▼▼▼
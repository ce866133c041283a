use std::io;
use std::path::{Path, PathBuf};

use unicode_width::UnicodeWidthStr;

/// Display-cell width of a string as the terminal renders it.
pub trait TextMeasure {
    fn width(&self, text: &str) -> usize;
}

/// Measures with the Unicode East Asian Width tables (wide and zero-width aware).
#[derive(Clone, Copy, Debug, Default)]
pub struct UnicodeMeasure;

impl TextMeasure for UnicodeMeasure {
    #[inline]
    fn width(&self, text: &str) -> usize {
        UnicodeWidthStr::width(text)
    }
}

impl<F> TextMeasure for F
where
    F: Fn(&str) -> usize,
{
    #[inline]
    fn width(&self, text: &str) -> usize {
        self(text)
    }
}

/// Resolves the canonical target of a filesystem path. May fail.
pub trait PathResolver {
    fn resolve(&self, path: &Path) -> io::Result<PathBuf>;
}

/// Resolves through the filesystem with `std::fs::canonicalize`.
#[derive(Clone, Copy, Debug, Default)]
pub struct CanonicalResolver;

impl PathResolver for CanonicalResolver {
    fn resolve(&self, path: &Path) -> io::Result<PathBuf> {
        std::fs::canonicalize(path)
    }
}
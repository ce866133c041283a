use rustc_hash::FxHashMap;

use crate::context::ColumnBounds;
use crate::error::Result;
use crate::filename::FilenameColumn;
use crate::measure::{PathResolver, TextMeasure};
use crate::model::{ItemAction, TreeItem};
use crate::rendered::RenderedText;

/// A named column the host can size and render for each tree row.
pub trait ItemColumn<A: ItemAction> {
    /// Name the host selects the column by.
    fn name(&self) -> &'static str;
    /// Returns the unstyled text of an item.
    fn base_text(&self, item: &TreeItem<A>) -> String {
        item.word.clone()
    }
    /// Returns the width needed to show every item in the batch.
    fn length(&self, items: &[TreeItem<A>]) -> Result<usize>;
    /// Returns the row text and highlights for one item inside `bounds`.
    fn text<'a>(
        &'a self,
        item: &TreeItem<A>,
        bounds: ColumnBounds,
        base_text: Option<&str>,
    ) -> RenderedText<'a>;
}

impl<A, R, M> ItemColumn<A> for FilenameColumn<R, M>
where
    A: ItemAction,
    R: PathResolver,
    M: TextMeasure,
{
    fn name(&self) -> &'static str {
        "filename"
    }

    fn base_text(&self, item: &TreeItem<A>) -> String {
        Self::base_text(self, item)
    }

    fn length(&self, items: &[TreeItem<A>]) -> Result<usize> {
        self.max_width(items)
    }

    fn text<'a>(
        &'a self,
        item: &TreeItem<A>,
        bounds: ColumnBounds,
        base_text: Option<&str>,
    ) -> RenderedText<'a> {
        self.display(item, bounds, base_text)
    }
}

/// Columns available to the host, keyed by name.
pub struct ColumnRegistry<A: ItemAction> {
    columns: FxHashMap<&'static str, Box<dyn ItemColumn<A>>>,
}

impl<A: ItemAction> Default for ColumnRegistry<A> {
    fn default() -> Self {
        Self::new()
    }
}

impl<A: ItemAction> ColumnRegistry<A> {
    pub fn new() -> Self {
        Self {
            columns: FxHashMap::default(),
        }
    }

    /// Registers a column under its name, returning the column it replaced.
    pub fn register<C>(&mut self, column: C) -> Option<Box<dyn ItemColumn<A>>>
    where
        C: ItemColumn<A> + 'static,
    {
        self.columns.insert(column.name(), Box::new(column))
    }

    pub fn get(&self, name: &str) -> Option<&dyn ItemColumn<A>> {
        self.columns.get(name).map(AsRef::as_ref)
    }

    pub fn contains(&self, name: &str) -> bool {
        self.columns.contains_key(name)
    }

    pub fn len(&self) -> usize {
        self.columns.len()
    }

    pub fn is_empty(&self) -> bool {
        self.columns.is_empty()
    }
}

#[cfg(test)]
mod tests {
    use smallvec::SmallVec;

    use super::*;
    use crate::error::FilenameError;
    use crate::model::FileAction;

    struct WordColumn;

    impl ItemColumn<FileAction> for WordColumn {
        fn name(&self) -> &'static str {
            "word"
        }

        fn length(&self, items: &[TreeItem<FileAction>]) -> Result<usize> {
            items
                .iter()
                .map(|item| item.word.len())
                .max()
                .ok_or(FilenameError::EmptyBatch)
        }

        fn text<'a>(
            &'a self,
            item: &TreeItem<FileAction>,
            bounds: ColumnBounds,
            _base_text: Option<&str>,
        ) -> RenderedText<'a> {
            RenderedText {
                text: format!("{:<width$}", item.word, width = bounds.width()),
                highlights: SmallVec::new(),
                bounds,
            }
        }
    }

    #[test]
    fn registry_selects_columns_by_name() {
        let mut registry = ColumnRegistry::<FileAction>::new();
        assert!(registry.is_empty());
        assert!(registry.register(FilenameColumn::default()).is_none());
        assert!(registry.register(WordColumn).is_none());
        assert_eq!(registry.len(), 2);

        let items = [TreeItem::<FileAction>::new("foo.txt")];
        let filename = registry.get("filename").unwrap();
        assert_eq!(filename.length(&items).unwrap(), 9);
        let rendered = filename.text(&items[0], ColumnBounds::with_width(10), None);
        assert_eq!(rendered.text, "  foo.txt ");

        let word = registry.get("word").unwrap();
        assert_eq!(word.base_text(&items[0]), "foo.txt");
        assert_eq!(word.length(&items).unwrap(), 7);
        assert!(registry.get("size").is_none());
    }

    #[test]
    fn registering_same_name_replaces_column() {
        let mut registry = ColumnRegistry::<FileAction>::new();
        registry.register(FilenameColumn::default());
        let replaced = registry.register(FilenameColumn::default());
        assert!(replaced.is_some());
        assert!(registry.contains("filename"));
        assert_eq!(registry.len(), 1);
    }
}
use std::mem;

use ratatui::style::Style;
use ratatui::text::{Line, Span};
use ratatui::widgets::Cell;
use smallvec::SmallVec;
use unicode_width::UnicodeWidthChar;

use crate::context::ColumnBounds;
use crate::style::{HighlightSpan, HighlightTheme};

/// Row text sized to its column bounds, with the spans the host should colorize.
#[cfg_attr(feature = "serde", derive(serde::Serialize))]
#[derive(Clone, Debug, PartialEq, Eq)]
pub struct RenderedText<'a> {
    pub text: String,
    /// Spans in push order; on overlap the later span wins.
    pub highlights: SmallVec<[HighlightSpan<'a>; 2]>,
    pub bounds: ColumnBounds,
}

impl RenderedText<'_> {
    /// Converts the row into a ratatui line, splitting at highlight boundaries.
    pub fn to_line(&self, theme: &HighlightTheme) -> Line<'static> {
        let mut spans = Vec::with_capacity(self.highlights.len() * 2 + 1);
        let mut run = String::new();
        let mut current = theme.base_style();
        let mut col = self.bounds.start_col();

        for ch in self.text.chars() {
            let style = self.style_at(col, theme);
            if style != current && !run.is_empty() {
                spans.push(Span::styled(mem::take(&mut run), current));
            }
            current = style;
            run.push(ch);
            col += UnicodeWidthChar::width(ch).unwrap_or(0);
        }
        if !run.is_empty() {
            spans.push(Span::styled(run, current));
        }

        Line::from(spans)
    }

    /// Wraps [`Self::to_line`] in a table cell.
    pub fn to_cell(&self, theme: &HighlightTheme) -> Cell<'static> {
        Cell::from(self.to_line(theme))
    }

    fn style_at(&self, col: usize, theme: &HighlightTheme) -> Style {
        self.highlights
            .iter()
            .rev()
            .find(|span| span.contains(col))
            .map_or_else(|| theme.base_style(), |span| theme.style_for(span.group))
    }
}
▲▲▲
Work request =>
Would you return each line of the material above, unchanged, from the first one through the line where "each tree row." appears?

Answer section =>
repository ce866133c041283a
use std::io;
use std::path::{Path, PathBuf};

use unicode_width::UnicodeWidthStr;

/// Display-cell width of a string as the terminal renders it.
pub trait TextMeasure {
    fn width(&self, text: &str) -> usize;
}

/// Measures with the Unicode East Asian Width tables (wide and zero-width aware).
#[derive(Clone, Copy, Debug, Default)]
pub struct UnicodeMeasure;

impl TextMeasure for UnicodeMeasure {
    #[inline]
    fn width(&self, text: &str) -> usize {
        UnicodeWidthStr::width(text)
    }
}

impl<F> TextMeasure for F
where
    F: Fn(&str) -> usize,
{
    #[inline]
    fn width(&self, text: &str) -> usize {
        self(text)
    }
}

/// Resolves the canonical target of a filesystem path. May fail.
pub trait PathResolver {
    fn resolve(&self, path: &Path) -> io::Result<PathBuf>;
}

/// Resolves through the filesystem with `std::fs::canonicalize`.
#[derive(Clone, Copy, Debug, Default)]
pub struct CanonicalResolver;

impl PathResolver for CanonicalResolver {
    fn resolve(&self, path: &Path) -> io::Result<PathBuf> {
        std::fs::canonicalize(path)
    }
}
repository ce866133c041283a
use rustc_hash::FxHashMap;

use crate::context::ColumnBounds;
use crate::error::Result;
use crate::filename::FilenameColumn;
use crate::measure::{PathResolver, TextMeasure};
use crate::model::{ItemAction, TreeItem};
use crate::rendered::RenderedText;

/// A named column the host can size and render for each tree row.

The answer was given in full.